Please reproduce the final stretch of the listing below: the line that contains "let mut singleton = false;" and all lines after it, verbatim, with nothing else.
■ ■ ■
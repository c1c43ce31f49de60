//! Cluster quality
use std::collections::HashMap;

use ndarray::ArrayView1;

use crate::cluster::ClusterResult;
use crate::distance::{Distance, L2Dist};
use crate::error::{Error, Result};
use crate::matrix::FeatureMatrix;

struct DistanceCount {
    total_distance: f64,
    count: usize,
}

impl DistanceCount {
    /// Sets the total distance from the sample to this cluster to zero
    pub fn reset(&mut self) {
        self.total_distance = 0.;
    }

    pub fn new(count: usize) -> DistanceCount {
        DistanceCount {
            total_distance: 0.,
            count,
        }
    }

    /// Divides the total distance from the sample to this cluster by the number of samples in the cluster
    pub fn mean_distance(&self) -> f64 {
        self.total_distance / self.count as f64
    }

    /// The distance of the sample to itself is zero and is not counted
    pub fn same_label_mean_distance(&self) -> f64 {
        if self.count == 1 {
            return 0.;
        }
        self.total_distance / (self.count - 1) as f64
    }

    pub fn add_point(&mut self, eval_sample: ArrayView1<f64>, other_sample: ArrayView1<f64>) {
        self.total_distance += L2Dist.distance(eval_sample, other_sample);
    }
}

/// Evaluates the quality of a clustering using euclidean distance.
///
/// The silhouette score of a row is the relative difference between the mean distance of the
/// row to the other rows of its cluster and the smallest mean distance to the rows of another
/// cluster. It goes from -1 to +1 when the row is respectively closer (in average) to rows of
/// another cluster and to rows of its own cluster. The score of the clustering is the mean
/// over the rows.
///
/// Noise rows are left out. A row alone in its cluster scores 0. A clustering with a single
/// cluster scores 1.
pub fn silhouette_score(matrix: &FeatureMatrix, result: &ClusterResult) -> Result<f64> {
    if matrix.nsamples() != result.nsamples() {
        return Err(Error::RowMismatch {
            expected: matrix.nsamples(),
            found: result.nsamples(),
        });
    }

    let assignments = result.assignments();
    let samples = matrix
        .records()
        .rows()
        .into_iter()
        .zip(assignments.iter().copied())
        .filter_map(|(row, label)| label.map(|label| (row, label)))
        .collect::<Vec<_>>();
    if samples.is_empty() {
        return Err(Error::EmptyInput);
    }

    let mut labels: HashMap<usize, DistanceCount> = HashMap::new();
    for (_, label) in &samples {
        labels
            .entry(*label)
            .or_insert_with(|| DistanceCount::new(0))
            .count += 1;
    }
    // Single label, all rows are in the same cluster
    if labels.len() == 1 {
        return Ok(1.);
    }

    let score = samples
        .iter()
        .map(|(sample, sample_label)| {
            for (other, other_label) in &samples {
                if let Some(counter) = labels.get_mut(other_label) {
                    counter.add_point(*sample, *other);
                }
            }

            // average distance from `sample` to rows of its cluster
            let mut a_x = 0.;
            // minimum average distance from `sample` to another cluster
            let mut b_x = f64::INFINITY;
            let mut singleton = false;
            for (label, counter) in labels.iter_mut() {
                if label == sample_label {
                    a_x = counter.same_label_mean_distance();
                    singleton = counter.count == 1;
                } else {
                    b_x = b_x.min(counter.mean_distance());
                }
                counter.reset()
            }

            // s(x) = (b(x) - a(x)) / max{a(x), b(x)}, and 0 for the only row of a cluster
            let max = a_x.max(b_x);
            if singleton {
                0.
            } else if max > 0. {
                (b_x - a_x) / max
            } else {
                0.
            }
        })
        .sum::<f64>();
    Ok(score / samples.len() as f64)
}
■ ■ ■
» Task response:
            let mut singleton = false;
            for (label, counter) in labels.iter_mut() {
                if label == sample_label {
                    a_x = counter.same_label_mean_distance();
                    singleton = counter.count == 1;
                } else {
                    b_x = b_x.min(counter.mean_distance());
                }
                counter.reset()
            }

            // s(x) = (b(x) - a(x)) / max{a(x), b(x)}, and 0 for the only row of a cluster
            let max = a_x.max(b_x);
            if singleton {
                0.
            } else if max > 0. {
                (b_x - a_x) / max
            } else {
                0.
            }
        })
        .sum::<f64>();
    Ok(score / samples.len() as f64)
}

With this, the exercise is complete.